The AVC Men's Volleyball Champions League is an annual continental club volleyball competition organised by the Asian Volleyball Confederation (AVC), and contested by Asia and Oceania's top-division volleyball clubs. It is the most prestigious club competition in Asia and Oceanian volleyball, played by the national league champions (and, for some nations, one or more runners-up) of their national federations.

Introduced in 1999 as the AVC Cup Men's Club Tournament, the competition rebranded as Asian Men's Club Volleyball Championship in 2004. It was rebranded again in 2025 to its current name.

Despite its name implying a league format, the competition is structured as a tournament featuring 12 elite clubs from across Asia and Oceania. The champion and runner-up of the competition earn qualification for the prestigious FIVB Men's Volleyball Club World Championship.

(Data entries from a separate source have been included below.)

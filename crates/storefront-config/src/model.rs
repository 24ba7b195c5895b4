// SPDX-FileCopyrightText: 2026 Storefront Contributors
// SPDX-License-Identifier: MIT OR Apache-2.0

//! Configuration model structs for the Storefront commerce channel.
//!
//! All structs use `#[serde(deny_unknown_fields)]` to reject unrecognized
//! config keys at startup, providing actionable error messages.

use serde::{Deserialize, Serialize};

/// Top-level Storefront configuration.
///
/// Every section is optional and defaults to working values, so an empty
/// file (or no file at all) yields a usable config apart from credentials.
#[derive(Debug, Clone, Default, Deserialize, Serialize)]
#[serde(deny_unknown_fields)]
pub struct StorefrontConfig {
    /// Process identity and logging.
    #[serde(default)]
    pub agent: AgentConfig,

    /// SQLite storage settings.
    #[serde(default)]
    pub storage: StorageConfig,

    /// WhatsApp Cloud API credentials and endpoint.
    #[serde(default)]
    pub whatsapp: WhatsAppConfig,

    /// Outbound retry policy.
    #[serde(default)]
    pub dispatch: DispatchConfig,

    /// Abandoned-order recovery worker.
    #[serde(default)]
    pub recovery: RecoveryConfig,

    /// Merchant presentation settings.
    #[serde(default)]
    pub storefront: StorefrontSettings,

    /// Inbound webhook receiver.
    #[serde(default)]
    pub webhook: WebhookConfig,
}

/// Process identity and logging configuration.
#[derive(Debug, Clone, Deserialize, Serialize)]
#[serde(deny_unknown_fields)]
pub struct AgentConfig {
    /// Name used in logs.
    #[serde(default = "default_agent_name")]
    pub name: String,

    /// Logging level (trace, debug, info, warn, error).
    #[serde(default = "default_log_level")]
    pub log_level: String,
}

impl Default for AgentConfig {
    fn default() -> Self {
        Self {
            name: default_agent_name(),
            log_level: default_log_level(),
        }
    }
}

fn default_agent_name() -> String {
    "storefront".to_string()
}

fn default_log_level() -> String {
    "info".to_string()
}

/// Storage backend configuration.
#[derive(Debug, Clone, Deserialize, Serialize)]
#[serde(deny_unknown_fields)]
pub struct StorageConfig {
    /// Path to the SQLite database file.
    #[serde(default = "default_database_path")]
    pub database_path: String,

    /// Enable WAL (Write-Ahead Logging) mode for SQLite.
    #[serde(default = "default_wal_mode")]
    pub wal_mode: bool,
}

impl Default for StorageConfig {
    fn default() -> Self {
        Self {
            database_path: default_database_path(),
            wal_mode: default_wal_mode(),
        }
    }
}

fn default_database_path() -> String {
    "storefront.db".to_string()
}

fn default_wal_mode() -> bool {
    true
}

/// WhatsApp Cloud API configuration.
#[derive(Debug, Clone, Deserialize, Serialize)]
#[serde(deny_unknown_fields)]
pub struct WhatsAppConfig {
    /// Bearer token for the Graph API. `None` disables outbound delivery.
    #[serde(default)]
    pub access_token: Option<String>,

    /// Business phone number ID messages are sent from.
    #[serde(default)]
    pub phone_number_id: Option<String>,

    /// Graph API base URL, including the version segment.
    #[serde(default = "default_api_base_url")]
    pub api_base_url: String,

    /// Per-request timeout in seconds.
    #[serde(default = "default_request_timeout_secs")]
    pub request_timeout_secs: u64,
}

impl Default for WhatsAppConfig {
    fn default() -> Self {
        Self {
            access_token: None,
            phone_number_id: None,
            api_base_url: default_api_base_url(),
            request_timeout_secs: default_request_timeout_secs(),
        }
    }
}

fn default_api_base_url() -> String {
    "https://graph.facebook.com/v17.0".to_string()
}

fn default_request_timeout_secs() -> u64 {
    10
}

/// Bounded retry policy for outbound messages.
#[derive(Debug, Clone, Deserialize, Serialize)]
#[serde(deny_unknown_fields)]
pub struct DispatchConfig {
    /// Total attempts per send, including the first.
    #[serde(default = "default_max_attempts")]
    pub max_attempts: u32,

    /// Fixed pause between attempts, in milliseconds.
    #[serde(default = "default_retry_delay_ms")]
    pub retry_delay_ms: u64,
}

impl Default for DispatchConfig {
    fn default() -> Self {
        Self {
            max_attempts: default_max_attempts(),
            retry_delay_ms: default_retry_delay_ms(),
        }
    }
}

fn default_max_attempts() -> u32 {
    3
}

fn default_retry_delay_ms() -> u64 {
    1000
}

/// Upper bound for the recovery threshold and the synthetic backdate (one year).
pub const MAX_RECOVERY_MINUTES: u64 = 525_600;

/// Upper bound for the recovery tick interval (one day).
pub const MAX_TICK_INTERVAL_SECS: u64 = 86_400;

/// Abandoned-order recovery configuration.
#[derive(Debug, Clone, Deserialize, Serialize)]
#[serde(deny_unknown_fields)]
pub struct RecoveryConfig {
    /// Run the recovery worker under `serve`.
    #[serde(default = "default_recovery_enabled")]
    pub enabled: bool,

    /// Seconds between scheduler ticks.
    #[serde(default = "default_tick_interval_secs")]
    pub tick_interval_secs: u64,

    /// Minimum age of a pending order before it is reminded.
    #[serde(default = "default_abandoned_threshold_minutes")]
    pub abandoned_threshold_minutes: u64,

    /// Name of the approved reminder template.
    #[serde(default = "default_template_name")]
    pub template_name: String,

    /// Language code of the reminder template.
    #[serde(default = "default_template_language")]
    pub template_language: String,

    /// How far back synthetic abandoned orders are dated.
    #[serde(default = "default_simulated_backdate_minutes")]
    pub simulated_backdate_minutes: u64,
}

impl Default for RecoveryConfig {
    fn default() -> Self {
        Self {
            enabled: default_recovery_enabled(),
            tick_interval_secs: default_tick_interval_secs(),
            abandoned_threshold_minutes: default_abandoned_threshold_minutes(),
            template_name: default_template_name(),
            template_language: default_template_language(),
            simulated_backdate_minutes: default_simulated_backdate_minutes(),
        }
    }
}

fn default_recovery_enabled() -> bool {
    true
}

fn default_tick_interval_secs() -> u64 {
    60
}

fn default_abandoned_threshold_minutes() -> u64 {
    15
}

fn default_template_name() -> String {
    "abandoned_cart".to_string()
}

fn default_template_language() -> String {
    "en_US".to_string()
}

fn default_simulated_backdate_minutes() -> u64 {
    20
}

/// Merchant presentation settings.
#[derive(Debug, Clone, Deserialize, Serialize)]
#[serde(deny_unknown_fields)]
pub struct StorefrontSettings {
    /// Prefix printed before prices in replies.
    #[serde(default = "default_currency_symbol")]
    pub currency_symbol: String,
}

impl Default for StorefrontSettings {
    fn default() -> Self {
        Self {
            currency_symbol: default_currency_symbol(),
        }
    }
}

fn default_currency_symbol() -> String {
    "₹".to_string()
}

/// Inbound webhook receiver configuration.
#[derive(Debug, Clone, Deserialize, Serialize)]
#[serde(deny_unknown_fields)]
pub struct WebhookConfig {
    /// Address to bind the receiver to.
    #[serde(default = "default_bind_address")]
    pub bind_address: String,

    /// Port to listen on.
    #[serde(default = "default_port")]
    pub port: u16,

    /// Token echoed back during the provider's subscription handshake.
    /// `None` rejects every verification request.
    #[serde(default)]
    pub verify_token: Option<String>,
}

impl Default for WebhookConfig {
    fn default() -> Self {
        Self {
            bind_address: default_bind_address(),
            port: default_port(),
            verify_token: None,
        }
    }
}

fn default_bind_address() -> String {
    "127.0.0.1".to_string()
}

fn default_port() -> u16 {
    4000
}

The most successful club in the competition is Paykan Tehran with a total of eight titles. Iran's teams have been dominating the tournament by winning 17 times, the most for any nation. The current Asian club champions are Jakarta Bhayangkara Presisi from Indonesia, who defeated Foolad Sirjan Iranian from Iran (3–0) in the 2026 final.

==History==
The competition began in 1999 when the Asian Volleyball Confederation (AVC) announced the establishment of the first official men's and women's club championships, to be held under its supervision. The tournament was initially known as the AVC Cup Men's Club Volleyball Tournament for its first four editions, before being renamed the Asian Men's Club Volleyball Championship in 2004.

The inaugural edition was played in a round-robin format. From 2000 to 2004, the competition adopted a two-round system: a preliminary round (featuring a pool round, from which the top four teams advanced) followed by a final round (consisting of semi-finals and a final). In 2005, the tournament reverted to a round-robin format. Between 2006 and 2009, it once again featured two rounds: preliminary and final rounds. Currently, the tournament follows a similar format to the 2006–2009 editions, but the final stage now includes quarter-finals, semi-finals, and a final.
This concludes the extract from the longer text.